They took their sandwiches, some bright yellow fruits he identified as bose, and their beer, and went into the book-lined sitting room. Talleos took a seat on the couch and patted the space next to him. Minerva sat in the chair furthest across the room.
“You said something about tourists—” She took a bite of the sandwich. It tasted nothing like chicken, but was still good.
“Oh, yes. Tourists. The curse of my existence. The Winterkinn National Heritage Preserve runs from south of Hallyehenge — where you came through today — to north of the Green Mountains. It’s sort of a reservation for us magical types — the few dragons and cheymats and nillries and whatnot who managed to survive the Magic Drought all got corralled over here about — oh — seventy-five, eighty years ago. The government paid each qualified individual a stipend to stay in the Preserve, so that the rest of Eyrith’s population could come point their fingers at us and say, ‘Golly, Thubert, a real cheymat. Just imagine, there used to be millions of those randy suckers.’ “
He pinched his nose when he imitated the tourist, and made his eyes round and his jaw slack.
Minerva, who was swallowing a gulp of lager, laughed at the effect and got beer up her nose. She coughed and sputtered, and her eyes watered. “Must be a heckuva stipend,” she finally managed to say.
“Why would you say that? Oh — the house?”
She nodded. “Pretty nice for government issue.”
“Nah. I made a killing in the stock market.”
Minerva closed her eyes and rubbed the bridge of her nose with her fingers. Just imagine what it was like when there were millions of them, she thought. But maybe he’s exaggerating. Hoping for the best, she asked if there really had been millions.

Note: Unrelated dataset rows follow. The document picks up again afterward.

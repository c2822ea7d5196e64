//! Floating building name labels.
//!
//! Each labelled building gets a UI node whose position is re-projected from
//! a 3D anchor above the building every frame. Labels behind the camera or
//! past the camera's far distance are hidden.

use bevy::{picking::PickingBehavior, prelude::*};

use crate::camera::OrbitCamera;
use crate::render::campus_layout::CampusBuilding;

pub struct LabelsPlugin;

impl Plugin for LabelsPlugin {
    fn build(&self, app: &mut App) {
        app.add_systems(Update, (spawn_building_labels, update_label_positions).chain());
    }
}

/// Height of the label anchor above the building's origin.
pub const LABEL_HEIGHT_OFFSET: f32 = 5.0;

/// Layout box around each label; the text sits bottom-centre inside it.
const LABEL_BOX: Vec2 = Vec2::new(240.0, 32.0);

/// A label node and the world point it follows.
#[derive(Component, Debug)]
pub struct BuildingLabel {
    pub anchor: Vec3,
}

/// Where a label lands on screen for the current frame.
#[derive(Clone, Copy, Debug, PartialEq)]
pub struct LabelPlacement {
    /// Logical pixels from the top-left corner.
    pub screen: Vec2,
    pub visible: bool,
}

/// World point to normalized device coordinates.
pub fn project_to_ndc(clip_from_world: Mat4, world: Vec3) -> Option<Vec3> {
    let ndc = clip_from_world.project_point3(world);
    (!ndc.is_nan()).then_some(ndc)
}

/// Forward depth: 0 at the near plane, approaching 1 at infinity, above 1
/// behind the camera. The engine stores reversed depth with an infinite far
/// plane, hence the flip; distance culling is done by [`place_label`].
pub fn normalized_depth(ndc: Vec3) -> f32 {
    1.0 - ndc.z
}

/// NDC to logical pixels with the origin at the top-left corner.
pub fn ndc_to_screen(ndc: Vec3, viewport: Vec2) -> Vec2 {
    Vec2::new(
        (ndc.x + 1.0) / 2.0 * viewport.x,
        (1.0 - ndc.y) / 2.0 * viewport.y,
    )
}

/// Distance of a world point in front of the camera along its view axis.
pub fn view_distance(view_from_world: Mat4, world: Vec3) -> f32 {
    -view_from_world.transform_point3(world).z
}

/// Screen placement for a projected anchor. `distance` is the anchor's view
/// distance; anything beyond `far` is hidden.
pub fn place_label(ndc: Option<Vec3>, distance: f32, far: f32, viewport: Vec2) -> LabelPlacement {
    match ndc {
        Some(ndc) => LabelPlacement {
            screen: ndc_to_screen(ndc, viewport),
            visible: normalized_depth(ndc) <= 1.0 && distance <= far,
        },
        None => LabelPlacement {
            screen: Vec2::ZERO,
            visible: false,
        },
    }
}

fn spawn_building_labels(
    mut commands: Commands,
    buildings: Query<(&CampusBuilding, &Transform), Added<CampusBuilding>>,
) {
    let mut count = 0;
    for (building, transform) in &buildings {
        commands
            .spawn((
                Node {
                    position_type: PositionType::Absolute,
                    width: Val::Px(LABEL_BOX.x),
                    height: Val::Px(LABEL_BOX.y),
                    justify_content: JustifyContent::Center,
                    align_items: AlignItems::FlexEnd,
                    ..default()
                },
                Visibility::Hidden,
                PickingBehavior::IGNORE,
                BuildingLabel {
                    anchor: transform.translation + Vec3::Y * LABEL_HEIGHT_OFFSET,
                },
            ))
            .with_children(|parent| {
                parent.spawn((
                    Text::new(building.name),
                    TextFont {
                        font_size: 12.0,
                        ..default()
                    },
                    TextColor(Color::WHITE),
                    Node {
                        padding: UiRect::all(Val::Px(4.0)),
                        ..default()
                    },
                    BackgroundColor(Color::srgba(0.0, 0.0, 0.0, 0.6)),
                    BorderRadius::all(Val::Px(4.0)),
                    PickingBehavior::IGNORE,
                ));
            });
        count += 1;
    }

    if count > 0 {
        info!("Registered {} building labels", count);
    }
}

fn update_label_positions(
    camera_query: Query<(&Camera, &GlobalTransform, &Projection), With<OrbitCamera>>,
    mut labels: Query<(&BuildingLabel, &mut Node, &mut Visibility)>,
) {
    let Ok((camera, camera_transform, projection)) = camera_query.get_single() else {
        return;
    };
    let Some(viewport) = camera.logical_viewport_size() else {
        return;
    };
    let far = match projection {
        Projection::Perspective(perspective) => perspective.far,
        Projection::Orthographic(orthographic) => orthographic.far,
    };
    let view_from_world = camera_transform.compute_matrix().inverse();
    let clip_from_world = camera.clip_from_view() * view_from_world;

    for (label, mut node, mut visibility) in &mut labels {
        let placement = place_label(
            project_to_ndc(clip_from_world, label.anchor),
            view_distance(view_from_world, label.anchor),
            far,
            viewport,
        );

        // Anchor the box's bottom-centre on the projected point
        node.left = Val::Px(placement.screen.x - LABEL_BOX.x / 2.0);
        node.top = Val::Px(placement.screen.y - LABEL_BOX.y);
        *visibility = if placement.visible {
            Visibility::Inherited
        } else {
            Visibility::Hidden
        };
    }
}

#[cfg(test)]
mod tests {
    use super::*;

    const VIEWPORT: Vec2 = Vec2::new(1280.0, 720.0);

    const FAR: f32 = 1000.0;

    fn view() -> Mat4 {
        Mat4::look_at_rh(Vec3::new(70.0, 40.0, 70.0), Vec3::ZERO, Vec3::Y)
    }

    fn campus_view() -> Mat4 {
        let projection =
            Mat4::perspective_infinite_reverse_rh(60f32.to_radians(), VIEWPORT.x / VIEWPORT.y, 0.1);
        projection * view()
    }

    fn place(anchor: Vec3) -> LabelPlacement {
        place_label(
            project_to_ndc(campus_view(), anchor),
            view_distance(view(), anchor),
            FAR,
            VIEWPORT,
        )
    }

    #[test]
    fn test_ndc_to_screen_corners() {
        assert_eq!(ndc_to_screen(Vec3::ZERO, VIEWPORT), VIEWPORT / 2.0);
        assert_eq!(ndc_to_screen(Vec3::new(-1.0, 1.0, 0.5), VIEWPORT), Vec2::ZERO);
        assert_eq!(ndc_to_screen(Vec3::new(1.0, -1.0, 0.5), VIEWPORT), VIEWPORT);
    }

    #[test]
    fn test_depth_beyond_one_is_hidden() {
        // Reversed depth: ndc.z < 0 means normalized depth > 1
        let behind = place_label(Some(Vec3::new(0.0, 0.0, -0.25)), 10.0, FAR, VIEWPORT);
        assert!(!behind.visible);

        let at_infinity = place_label(Some(Vec3::new(0.0, 0.0, 0.0)), 10.0, FAR, VIEWPORT);
        assert!(at_infinity.visible);

        let near = place_label(Some(Vec3::new(0.3, -0.2, 0.9)), 10.0, FAR, VIEWPORT);
        assert!(near.visible);
        assert_eq!(near.screen, ndc_to_screen(Vec3::new(0.3, -0.2, 0.9), VIEWPORT));

        assert!(!place_label(None, 10.0, FAR, VIEWPORT).visible);
    }

    #[test]
    fn test_building_in_view_is_shown_on_screen() {
        let anchor = Vec3::new(-15.0, 2.0 + LABEL_HEIGHT_OFFSET, -23.0);
        let placement = place(anchor);

        assert!(placement.visible);
        assert!(placement.screen.x > 0.0 && placement.screen.x < VIEWPORT.x);
        assert!(placement.screen.y > 0.0 && placement.screen.y < VIEWPORT.y);
    }

    #[test]
    fn test_point_behind_camera_is_hidden() {
        let behind = Vec3::new(140.0, 80.0, 140.0);
        let placement = place(behind);
        assert!(!placement.visible);
    }

    #[test]
    fn test_label_past_far_distance_is_hidden() {
        // Along the view axis, well past the far distance
        let eye = Vec3::new(70.0, 40.0, 70.0);
        let forward = (Vec3::ZERO - eye).normalize();
        let distant = eye + forward * 1500.0;

        assert!((view_distance(view(), distant) - 1500.0).abs() < 0.1);
        let ndc = project_to_ndc(campus_view(), distant);
        assert!(ndc.map(normalized_depth).is_some_and(|d| d <= 1.0));
        assert!(!place(distant).visible);

        let inside = eye + forward * 900.0;
        assert!(place(inside).visible);
    }

    #[test]
    fn test_higher_anchor_projects_higher_on_screen() {
        let low = place(Vec3::ZERO);
        let high = place(Vec3::Y * 10.0);
        assert!(high.screen.y < low.screen.y);
    }

    #[test]
    fn test_labels_registered_for_new_buildings() {
        let mut app = App::new();
        app.add_plugins(LabelsPlugin);
        app.world_mut().spawn((
            CampusBuilding { name: "Tech Park" },
            Transform::from_xyz(24.0, 2.0, 20.0),
        ));
        app.update();

        let world = app.world_mut();
        let anchors: Vec<Vec3> = world
            .query::<&BuildingLabel>()
            .iter(world)
            .map(|l| l.anchor)
            .collect();
        assert_eq!(anchors, vec![Vec3::new(24.0, 7.0, 20.0)]);

        let texts: Vec<String> = world
            .query::<&Text>()
            .iter(world)
            .map(|t| t.0.clone())
            .collect();
        assert_eq!(texts, vec!["Tech Park".to_string()]);
    }
}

Talleos cocked an eyebrow and sipped his beer. “Not of me personally. The universe has never been that lucky.”
“Hah!”
He shrugged. “All right. Once we were common. Well, not common. We’ve always been spectacular. But plentiful. Before my time, of course. But cheymat history does speak of how easy it once was to get laid on Jolfing night.”
“Jolfing night?”
“The spiritual equivalent of your Friday.”
“Oh.” The bose was delicious — just a little sour, with a great citrusy bite. Minerva leaned back in the chair, resting her head against the soft, deep cushioning. Right at that moment, it was hard to believe anything was wrong in the universe. The rich, bitter lager spread its glow through her veins, and her full day of hard exercise mixed with the soft crackling of the fire in the fireplace made her sleepy.
But there were things wrong. Her kids — she would have given anything to know that they were safe. And the people who were out to get her. And those dark shapes at the bottom of the hill—
Talleos was sipping his lager, eyes closed.
She had to know. “Those things watching us this morning — what were they? Ring Wraiths?”
Talleos gasped and beer foam sprayed out his mouth and nose.
She smiled slowly. Revenge, even unintended revenge, was a wonderful thing.
When he got his breath back, he looked at her incredulously. “Ring Wraiths? Karras! What do you think this is — a set from Lord of the Rings?” He shook his head, disbelief apparent.
Minerva took a big bite of the sandwich and shrugged. “Okay,” she said through a mouthful of the stuff that didn’t taste like chicken. “So they weren’t Ring Wraiths. What were they? They sure put the fear of God in you.”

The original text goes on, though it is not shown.